A properly executed pre-NOC editorial campaign discussing the current treatment options without alluding to future entrants and which does not suggest unmet need, could be done. In my experience, when manufacturers have submitted this sort of content in the past, it has generally been to show how the current treatment landscape falls short of needs or to showcase why a new option is required to close a gap of some sort. As neither of these are acceptable, it is generally better to exclude discussion of the current treatment landscape or at least keep in mind that substantial revision may be required. For additional information on execution see Pre-NOC Corporate/Editorial Communications and Q&A Disease awareness Pre-NOC. Keep in mind, that the editorial campaign should not contain branding elements of either Product A or future branding elements for Product B (including branding elements from other jurisdictions).

As this piece would fall within the scope of the PAAB Code, we will help ensure that there is no off-label promotions for Product-A when performing the review. Some things to look out for include, branding elements, and/or focusing on a particular therapeutic class or pathway that the sponsor has vested interest in.
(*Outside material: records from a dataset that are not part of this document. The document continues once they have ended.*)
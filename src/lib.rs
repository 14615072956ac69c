//! conductor: a policy-aware multi-agent request orchestrator.
//!
//! Given a structured query, the orchestrator selects registered agents by
//! declared capability (rules first, validated or overridden by a reasoning
//! service), enforces per-user policy, executes the agents with retry,
//! fallback, and circuit breaking, validates their outputs for structure,
//! consistency, and hallucination, and answers with a single consolidated
//! response backed by a complete per-query audit log.
//!
//! The [`pipeline::Orchestrator`] value owns every subsystem; build one
//! from a [`config::ConfigBundle`] and either embed it or serve it over
//! HTTP with [`api::ApiServer`].

pub mod api;
pub mod audit;
pub mod config;
pub mod exec;
pub mod metrics;
pub mod pipeline;
pub mod policy;
pub mod reasoning;
pub mod registry;
pub mod routing;
pub mod types;
pub mod validation;

pub use api::ApiServer;
pub use config::{ConfigBundle, ConfigPaths, OrchestratorConfig};
pub use pipeline::{
    ConversationalWrapper, Orchestrator, OrchestratorBuilder, PipelineEvent, PipelineResponse,
    ResponseDecorator,
};
pub use registry::{Agent, CapabilityRegistry, InvocationContext};
pub use types::*;
//! HTTP middleware.
//!
//! Bearer-token authentication with constant-time comparison. The token
//! comes from configuration; with auth enabled and no token configured,
//! every authenticated route rejects.

use axum::{extract::Request, extract::State, http::StatusCode, middleware::Next, response::Response};
use std::sync::Arc;
use subtle::ConstantTimeEq;

/// Resolved authentication settings shared with the middleware.
#[derive(Debug, Clone)]
pub struct AuthSettings {
    pub enabled: bool,
    pub token: Option<String>,
}

pub async fn auth_middleware(
    State(auth): State<Arc<AuthSettings>>,
    request: Request,
    next: Next,
) -> Result<Response, StatusCode> {
    if !auth.enabled {
        return Ok(next.run(request).await);
    }

    let expected = match auth.token {
        Some(ref token) if !token.is_empty() => token,
        _ => {
            tracing::error!("authentication enabled but no bearer token configured");
            return Err(StatusCode::UNAUTHORIZED);
        }
    };

    let header = request
        .headers()
        .get("authorization")
        .and_then(|v| v.to_str().ok())
        .ok_or(StatusCode::UNAUTHORIZED)?;
    let token = header
        .strip_prefix("Bearer ")
        .ok_or(StatusCode::UNAUTHORIZED)?;

    // Constant-time comparison to prevent timing attacks.
    if !bool::from(token.as_bytes().ct_eq(expected.as_bytes())) {
        tracing::warn!("authentication failed: invalid bearer token");
        return Err(StatusCode::UNAUTHORIZED);
    }

    Ok(next.run(request).await)
}
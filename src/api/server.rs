//! HTTP server assembly.

use super::middleware::{auth_middleware, AuthSettings};
use super::routes::{self, AppState};
use crate::config::ServerConfig;
use crate::pipeline::Orchestrator;
use crate::types::OrchestratorError;
use axum::routing::{get, post};
use axum::Router;
use std::sync::Arc;
use std::time::Instant;
use tokio::net::TcpListener;
use tower_http::cors::CorsLayer;
use tower_http::trace::TraceLayer;

pub struct ApiServer {
    config: ServerConfig,
    state: Arc<AppState>,
}

impl ApiServer {
    pub fn new(orchestrator: Arc<Orchestrator>) -> Self {
        let config = orchestrator.config().server.clone();
        Self {
            config,
            state: Arc::new(AppState {
                orchestrator,
                started_at: Instant::now(),
            }),
        }
    }

    /// Assemble the router. `/health` stays open for probes; the query,
    /// stats, and metrics routes sit behind the (optional) bearer auth.
    pub fn router(&self) -> Router {
        let auth = Arc::new(AuthSettings {
            enabled: self.config.auth.enabled,
            token: self.config.auth.bearer_token.clone(),
        });
        if self.config.auth.enabled && auth.token.is_none() {
            tracing::error!(
                "auth is enabled with no bearer token configured; authenticated routes will reject"
            );
        }

        let protected = Router::new()
            .route("/v1/query", post(routes::query))
            .route("/stats", get(routes::stats))
            .route("/metrics", get(routes::metrics))
            .layer(axum::middleware::from_fn_with_state(auth, auth_middleware))
            .with_state(self.state.clone());

        let open = Router::new()
            .route("/health", get(routes::health))
            .with_state(self.state.clone());

        let mut router = Router::new().merge(protected).merge(open);

        if self.config.enable_cors {
            let cors = if self.config.cors_origins.is_empty() {
                CorsLayer::permissive()
            } else {
                let origins: Vec<_> = self
                    .config
                    .cors_origins
                    .iter()
                    .filter_map(|origin| origin.parse().ok())
                    .collect();
                CorsLayer::new()
                    .allow_origin(origins)
                    .allow_methods([axum::http::Method::GET, axum::http::Method::POST])
                    .allow_headers([
                        axum::http::header::AUTHORIZATION,
                        axum::http::header::CONTENT_TYPE,
                    ])
            };
            router = router.layer(cors);
        }

        router.layer(TraceLayer::new_for_http())
    }

    /// Bind and serve until ctrl-c, then drain the orchestrator.
    pub async fn serve(self) -> Result<(), OrchestratorError> {
        let addr = format!("{}:{}", self.config.bind_address, self.config.port);
        let listener = TcpListener::bind(&addr).await.map_err(|e| {
            OrchestratorError::Internal(format!("failed to bind {}: {}", addr, e))
        })?;
        tracing::info!(%addr, "HTTP server listening");

        // Periodic action-history retention sweep.
        let history = self.state.orchestrator.history().clone();
        let cleanup = tokio::spawn(async move {
            let mut tick = tokio::time::interval(std::time::Duration::from_secs(3600));
            tick.tick().await;
            loop {
                tick.tick().await;
                history.cleanup();
            }
        });

        let orchestrator = self.state.orchestrator.clone();
        let result = axum::serve(listener, self.router())
            .with_graceful_shutdown(async {
                let _ = tokio::signal::ctrl_c().await;
                tracing::info!("shutdown signal received");
            })
            .await
            .map_err(|e| OrchestratorError::Internal(format!("server error: {}", e)));

        cleanup.abort();
        orchestrator.shutdown().await;
        result
    }
}

#[cfg(test)]
mod tests {
    use super::*;
    use crate::config::ConfigBundle;
    use crate::registry::test_support::{descriptor, static_agent};
    use axum::body::Body;
    use axum::http::{Request, StatusCode};
    use std::collections::HashMap;
    use tower::ServiceExt;

    fn orchestrator() -> Arc<Orchestrator> {
        let bundle = ConfigBundle {
            orchestrator: Default::default(),
            agents: vec![],
            rules: vec![crate::routing::rules::Rule {
                name: "math".into(),
                priority: 10,
                confidence: 0.95,
                conditions: vec![crate::routing::rules::RuleCondition::Keyword {
                    field: "query".into(),
                    keywords: vec!["calculate".into()],
                }],
                target_agents: vec!["calculator".into()],
            }],
            evaluators: vec![],
            schema_files: HashMap::new(),
        };
        let mut bundle = bundle;
        bundle.orchestrator.audit.enabled = false;
        Arc::new(
            Orchestrator::builder(bundle)
                .without_reasoning()
                .with_agent(
                    descriptor("calculator", &["math"]),
                    static_agent("calculator", serde_json::json!({"result": 42})),
                )
                .build()
                .unwrap(),
        )
    }

    fn json_request(uri: &str, body: serde_json::Value) -> Request<Body> {
        Request::builder()
            .method("POST")
            .uri(uri)
            .header("content-type", "application/json")
            .body(Body::from(body.to_string()))
            .unwrap()
    }

    async fn body_json(response: axum::response::Response) -> serde_json::Value {
        let bytes = axum::body::to_bytes(response.into_body(), 1 << 20)
            .await
            .unwrap();
        serde_json::from_slice(&bytes).unwrap()
    }

    #[tokio::test]
    async fn test_query_endpoint_json_mode() {
        let server = ApiServer::new(orchestrator());
        let response = server
            .router()
            .oneshot(json_request(
                "/v1/query",
                serde_json::json!({"query": "calculate 15 + 27"}),
            ))
            .await
            .unwrap();
        assert_eq!(response.status(), StatusCode::OK);

        let body = body_json(response).await;
        assert_eq!(body["success"], true);
        assert_eq!(body["data"]["calculator"]["result"], 42);
        assert_eq!(body["metadata"]["agent_trail"][0], "calculator");
        // Confidence never reaches the client.
        assert!(body["metadata"]["reasoning"].get("confidence").is_none());
    }

    #[tokio::test]
    async fn test_query_endpoint_no_agent_is_http_200() {
        let server = ApiServer::new(orchestrator());
        let response = server
            .router()
            .oneshot(json_request(
                "/v1/query",
                serde_json::json!({"query": "write me a poem"}),
            ))
            .await
            .unwrap();
        assert_eq!(response.status(), StatusCode::OK);

        let body = body_json(response).await;
        assert_eq!(body["success"], false);
        assert_eq!(body["error"]["kind"], "no_agent");
    }

    #[tokio::test]
    async fn test_malformed_body_is_bad_request() {
        let server = ApiServer::new(orchestrator());
        let response = server
            .router()
            .oneshot(json_request(
                "/v1/query",
                serde_json::json!({"stream": "not-a-bool"}),
            ))
            .await
            .unwrap();
        assert_eq!(response.status(), StatusCode::BAD_REQUEST);
    }

    #[tokio::test]
    async fn test_health_open_without_auth() {
        let orchestrator = orchestrator();
        let server = ApiServer::new(orchestrator);
        let mut with_auth = server;
        with_auth.config.auth.enabled = true;
        with_auth.config.auth.bearer_token = Some("key".into());

        let response = with_auth
            .router()
            .oneshot(
                Request::builder()
                    .uri("/health")
                    .body(Body::empty())
                    .unwrap(),
            )
            .await
            .unwrap();
        assert_eq!(response.status(), StatusCode::OK);

        let body = body_json(response).await;
        assert_eq!(body["status"], "healthy");
        assert!(body["agents"]["calculator"].is_object());
    }

    #[tokio::test]
    async fn test_query_requires_auth_when_enabled() {
        let mut server = ApiServer::new(orchestrator());
        server.config.auth.enabled = true;
        server.config.auth.bearer_token = Some("key".into());

        let response = server
            .router()
            .oneshot(json_request(
                "/v1/query",
                serde_json::json!({"query": "calculate 1"}),
            ))
            .await
            .unwrap();
        assert_eq!(response.status(), StatusCode::UNAUTHORIZED);

        let mut authed = json_request(
            "/v1/query",
            serde_json::json!({"query": "calculate 1 + 1"}),
        );
        authed
            .headers_mut()
            .insert("authorization", "Bearer key".parse().unwrap());
        let response = server.router().oneshot(authed).await.unwrap();
        assert_eq!(response.status(), StatusCode::OK);
    }

    #[tokio::test]
    async fn test_metrics_text_format() {
        let server = ApiServer::new(orchestrator());
        let response = server
            .router()
            .oneshot(
                Request::builder()
                    .uri("/metrics")
                    .body(Body::empty())
                    .unwrap(),
            )
            .await
            .unwrap();
        assert_eq!(response.status(), StatusCode::OK);
        let content_type = response
            .headers()
            .get("content-type")
            .unwrap()
            .to_str()
            .unwrap()
            .to_string();
        assert!(content_type.starts_with("text/plain"));

        let bytes = axum::body::to_bytes(response.into_body(), 1 << 20)
            .await
            .unwrap();
        let text = String::from_utf8(bytes.to_vec()).unwrap();
        assert!(text.contains("conductor_requests_total"));
    }

    #[tokio::test]
    async fn test_stats_endpoint() {
        let server = ApiServer::new(orchestrator());
        let router = server.router();

        // Drive one request so the counters move.
        let _ = router
            .clone()
            .oneshot(json_request(
                "/v1/query",
                serde_json::json!({"query": "calculate 15 + 27"}),
            ))
            .await
            .unwrap();

        let response = router
            .oneshot(
                Request::builder()
                    .uri("/stats")
                    .body(Body::empty())
                    .unwrap(),
            )
            .await
            .unwrap();
        let body = body_json(response).await;
        assert_eq!(body["total_requests"], 1);
        assert_eq!(body["outcomes"]["success"], 1);
        assert!(body["agents"]["calculator"].is_object());
    }
}
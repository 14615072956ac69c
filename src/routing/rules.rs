//! Declarative rule engine for agent selection.
//!
//! Rules are loaded from configuration, immutable afterwards, and evaluated
//! against the request's top-level fields. A rule matches iff every
//! condition atom matches; matches are ranked by `(priority desc, name asc)`.
//!
//! Keyword matching is case-insensitive whole-word against the target
//! field's string form. Field coercion: strings are themselves, lists are
//! space-joined, objects are flattened to `k=v` pairs.

use crate::types::ConfigError;
use regex::Regex;
use serde::{Deserialize, Serialize};

/// A single condition atom.
#[derive(Debug, Clone, Serialize, Deserialize)]
#[serde(tag = "type", rename_all = "snake_case")]
pub enum RuleCondition {
    /// Any of `keywords` appears as a whole word in the field's string form.
    Keyword { field: String, keywords: Vec<String> },
    /// The key is present and non-null at the top level.
    FieldExists { field: String },
    FieldEquals {
        field: String,
        value: serde_json::Value,
    },
    FieldRegex { field: String, pattern: String },
}

/// A declarative selection rule as authored in configuration.
#[derive(Debug, Clone, Serialize, Deserialize)]
pub struct Rule {
    pub name: String,
    #[serde(default)]
    pub priority: i32,
    /// Declared confidence in `[0, 1]`.
    pub confidence: f64,
    pub conditions: Vec<RuleCondition>,
    pub target_agents: Vec<String>,
}

/// A rule match produced by evaluation.
#[derive(Debug, Clone, Serialize, Deserialize)]
pub struct RuleMatch {
    pub rule_name: String,
    pub target_agents: Vec<String>,
    pub confidence: f64,
    pub priority: i32,
}

enum CompiledCondition {
    Keyword { field: String, patterns: Vec<Regex> },
    FieldExists { field: String },
    FieldEquals {
        field: String,
        value: serde_json::Value,
    },
    FieldRegex { field: String, regex: Regex },
}

struct CompiledRule {
    name: String,
    priority: i32,
    confidence: f64,
    conditions: Vec<CompiledCondition>,
    target_agents: Vec<String>,
}

/// Immutable, pre-compiled rule set.
pub struct RuleEngine {
    rules: Vec<CompiledRule>,
}

/// Coerce a JSON value to the string form conditions match against.
fn coerce_to_string(value: &serde_json::Value) -> String {
    match value {
        serde_json::Value::String(s) => s.clone(),
        serde_json::Value::Array(items) => items
            .iter()
            .map(coerce_to_string)
            .collect::<Vec<_>>()
            .join(" "),
        serde_json::Value::Object(map) => map
            .iter()
            .map(|(k, v)| format!("{}={}", k, coerce_to_string(v)))
            .collect::<Vec<_>>()
            .join(" "),
        serde_json::Value::Null => String::new(),
        other => other.to_string(),
    }
}

impl RuleEngine {
    /// Compile the rule set. Regex patterns and keyword lists are validated
    /// here so evaluation never fails.
    pub fn new(rules: Vec<Rule>) -> Result<Self, ConfigError> {
        let mut compiled = Vec::with_capacity(rules.len());
        for rule in rules {
            if rule.name.trim().is_empty() {
                return Err(ConfigError::Invalid("rule with empty name".into()));
            }
            if !(0.0..=1.0).contains(&rule.confidence) {
                return Err(ConfigError::Invalid(format!(
                    "rule '{}' confidence {} outside [0, 1]",
                    rule.name, rule.confidence
                )));
            }
            if rule.target_agents.is_empty() {
                return Err(ConfigError::Invalid(format!(
                    "rule '{}' targets no agents",
                    rule.name
                )));
            }
            let mut conditions = Vec::with_capacity(rule.conditions.len());
            for condition in rule.conditions {
                conditions.push(Self::compile_condition(&rule.name, condition)?);
            }
            compiled.push(CompiledRule {
                name: rule.name,
                priority: rule.priority,
                confidence: rule.confidence,
                conditions,
                target_agents: rule.target_agents,
            });
        }
        compiled.sort_by(|a, b| {
            b.priority
                .cmp(&a.priority)
                .then_with(|| a.name.cmp(&b.name))
        });
        Ok(Self { rules: compiled })
    }

    fn compile_condition(
        rule_name: &str,
        condition: RuleCondition,
    ) -> Result<CompiledCondition, ConfigError> {
        match condition {
            RuleCondition::Keyword { field, keywords } => {
                if keywords.is_empty() {
                    return Err(ConfigError::Invalid(format!(
                        "rule '{}' keyword condition on '{}' lists no keywords",
                        rule_name, field
                    )));
                }
                let patterns = keywords
                    .iter()
                    .map(|kw| {
                        Regex::new(&format!(r"\b{}\b", regex::escape(&kw.to_lowercase())))
                            .map_err(|e| {
                                ConfigError::Invalid(format!(
                                    "rule '{}' keyword '{}': {}",
                                    rule_name, kw, e
                                ))
                            })
                    })
                    .collect::<Result<Vec<_>, _>>()?;
                Ok(CompiledCondition::Keyword { field, patterns })
            }
            RuleCondition::FieldExists { field } => Ok(CompiledCondition::FieldExists { field }),
            RuleCondition::FieldEquals { field, value } => {
                Ok(CompiledCondition::FieldEquals { field, value })
            }
            RuleCondition::FieldRegex { field, pattern } => {
                let regex = Regex::new(&pattern).map_err(|e| {
                    ConfigError::Invalid(format!(
                        "rule '{}' regex '{}': {}",
                        rule_name, pattern, e
                    ))
                })?;
                Ok(CompiledCondition::FieldRegex { field, regex })
            }
        }
    }

    /// Evaluate every rule against the request fields, returning matches
    /// ranked `(priority desc, name asc)`.
    pub fn evaluate(&self, input: &serde_json::Map<String, serde_json::Value>) -> Vec<RuleMatch> {
        self.rules
            .iter()
            .filter(|rule| rule.conditions.iter().all(|c| Self::matches(c, input)))
            .map(|rule| RuleMatch {
                rule_name: rule.name.clone(),
                target_agents: rule.target_agents.clone(),
                confidence: rule.confidence,
                priority: rule.priority,
            })
            .collect()
    }

    fn matches(
        condition: &CompiledCondition,
        input: &serde_json::Map<String, serde_json::Value>,
    ) -> bool {
        match condition {
            CompiledCondition::Keyword { field, patterns } => match input.get(field) {
                Some(value) => {
                    let haystack = coerce_to_string(value).to_lowercase();
                    patterns.iter().any(|p| p.is_match(&haystack))
                }
                None => false,
            },
            CompiledCondition::FieldExists { field } => {
                matches!(input.get(field), Some(v) if !v.is_null())
            }
            CompiledCondition::FieldEquals { field, value } => {
                input.get(field) == Some(value)
            }
            CompiledCondition::FieldRegex { field, regex } => match input.get(field) {
                Some(value) => regex.is_match(&coerce_to_string(value)),
                None => false,
            },
        }
    }

    pub fn len(&self) -> usize {
        self.rules.len()
    }

    pub fn is_empty(&self) -> bool {
        self.rules.is_empty()
    }
}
@jennifer-carroll Thank you very much!

Afternoon @natbourre

Consumer regulations are in effect regardless of whether the company has a product in the specific class, or not. The copy should be reviewed and approved against the Distinction Between Advertising and Other Activities document. Mentioning a condition and one class of treatment would not meet the consumer brochure restrictions and therefore is unlikely to be considered acceptable. Additionally, the sponsor is still responsible for the acceptability of all comments, shares and comments on shares associated with social media. They will be expected to monitor and moderate to ensure compliance with consumer regulations.

Good morning @keoca

The inclusion of the brand logo and PM, as well as a corporate message, is likely subject to review (would not meet exemption per code section 1.5E).

Hello @kshulist

Enrolling a patient in a support program means that the decision to prescribe the product has already been made (i.e. patient is on the drug). Additionally, given the type of information on the form (e.g., including dosing or monitoring info), the form is not considered promotional but rather administrative in nature. Given these two reasons, indication/FB is typically not required. However, should promotional messaging be added (in the context of an HCP completed PSP enrolment form), indication and fair balance would indeed be required. For a patient completed enrolment form, no promotional messages would be acceptable and therefore the form would be administrative.

Good morning @georgian21

When there are Canadian consensus guidelines, HCPs should be directed to those. As per the document “What constitutes current medical opinion & practice”, US or European guidelines can be used as additional support to Canadian guidelines when they are consistent. If there is copy that goes beyond the recommendations of the Canadian guidelines, or contains products not yet approved in Canada, we would question the inclusion.

Good Morning @tmcm

Market research can be used to support non-therapeutic, non-comparative claims about a patient support program. The last paragraph of Tips on Claims Relating to Patient Assistance Program provides guidance relevant to this question.

Good Morning @username

The overall context of a piece is always part of the consideration. Acceptable copy should be factual and complete. The copy “Back in Canada” on it’s own would not be clear or complete. It’s unclear why it was not in Canada? Similar questions would arise with “Available again to Canadians”. This copy completed with “after a voluntary recall” may be considered.